Quantifiers in regular expressions (like * and +) are greedy by default, meaning that they match as much text as possible before allowing the next portion of the regular expression to evaluate. This can have some surprising effects both in text matching and in performance. For instance, consider the following regular expression:
```
This is a .+ story
```
Now, consider this input:
```
This is a fun and exciting story but maybe not the story you expect.
```
The expression will match the text "This is a fun and exciting story but maybe not the story". If you were expecting it to only match "This is a fun and exciting story", this reveals why greedy quantifiers can be troublesome.

Not only can greedy quantifiers unexpectedly cause too much text to be matched, they can also cause performance problems. Imagine if the input was something like "This is a fun and exciting story" followed by dozens (or even hundreds) of megabytes of more text, followed by the word "story". The above regular expression would match the entire input. If the input is large enough, it can cause problems both in memory consumption due to keeping a copy of such a large segment of the input in memory as well as CPU performance problems unnecessarily searching through large input.

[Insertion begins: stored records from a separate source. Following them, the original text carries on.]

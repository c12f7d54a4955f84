#![cfg_attr(not(test), no_std)]

pub mod bus;
pub mod config;
pub mod discrete;
pub mod error;
pub mod event;
pub mod key_provision;
pub mod keycodes;
pub mod keymap;
pub mod matrix;
pub mod registers;
pub mod ring;

pub use bus::{BusController, BusEngine, BusEvents, BusSignal, LedWriter};
pub use error::Error;
pub use event::{EventType, KeyboardEvent};
pub use key_provision::{KeyProvision, NoInterruptLine};
pub use registers::RegisterBank;
pub use ring::EventRing;
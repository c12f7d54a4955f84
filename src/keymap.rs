use crate::config::{COLS, DISCRETE_KEYS, ROWS};
use crate::event::CursorDirection;
use crate::keycodes::KC;

/// Matrix layout, indexed `[row][col]`
pub const MATRIX_LAYOUT: [[KC; COLS]; ROWS] = [
    [KC::K4, KC::K5, KC::K7, KC::K6, KC::K8, KC::K9, KC::K0],
    [KC::Rr, KC::Tt, KC::Uu, KC::Yy, KC::Ii, KC::Oo, KC::Pp],
    [KC::Ff, KC::Gg, KC::Comma, KC::Hh, KC::Period, KC::Ll, KC::Enter],
    [KC::K3, KC::Ee, KC::Cc, KC::Dd, KC::LShift, KC::Mm, KC::UpArr],
    [KC::K2, KC::Escape, KC::LAlt, KC::Tab, KC::Vv, KC::LCtrl, KC::Backspace],
    [KC::K1, KC::Qq, KC::Fn, KC::Zz, KC::Bb, KC::Nn, KC::RShift],
];

/// Discrete switches, in pin order
pub const DISCRETE_LAYOUT: [KC; DISCRETE_KEYS] = [
    KC::Ww,
    KC::Aa,
    KC::Ss,
    KC::Xx,
    KC::Jj,
    KC::Kk,
    KC::MoClick,
    KC::MoDown,
    KC::MoUp,
    KC::MoRight,
    KC::MoLeft,
];

/// Discrete switches that double as cursor directions
pub const CURSOR_KEYS: [(usize, CursorDirection); 5] = [
    (0, CursorDirection::Up),
    (1, CursorDirection::Down),
    (2, CursorDirection::Left),
    (3, CursorDirection::Right),
    (4, CursorDirection::Center),
];

pub fn matrix_keycode(row: usize, col: usize) -> KC {
    MATRIX_LAYOUT
        .get(row)
        .and_then(|r| r.get(col))
        .copied()
        .unwrap_or(KC::No)
}

pub fn discrete_keycode(index: usize) -> KC {
    DISCRETE_LAYOUT.get(index).copied().unwrap_or(KC::No)
}

/// Cursor direction bound to a discrete switch, if any
pub fn cursor_direction(index: usize) -> Option<CursorDirection> {
    CURSOR_KEYS
        .iter()
        .find(|(key, _)| *key == index)
        .map(|(_, direction)| *direction)
}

You can change the behavior of the above regular expression significantly by using a lazy quantifier. Lazy quantifiers match as little as possible before deferring control to later portions of the regular expression. You can change the behavior of a quantifier to lazy by following it with a question mark symbol. For instance, * is greedy, but *? is lazy.

If you modify your expression above to use a lazy quantifier:
```
This is a .+? story
```
This will match only "This is a fun and exciting story" from the example above, eliminating not only the unexpectedly large match, but also many potential performance issues.

Now, you will use a lazy quantifier to help ensure that you can identify financial transactions processed through a brokerage. ## Numeric Quantifiers

Another performance optimization you can use to avoid matching too much text is by using a numeric quantifier. Numeric quantifiers specify the minimum and maximum number of times that a given expression should match. For instance, the expression (hello){2, 4} will match the string "hello" repeated at minimum 2 times, and at maximum four times.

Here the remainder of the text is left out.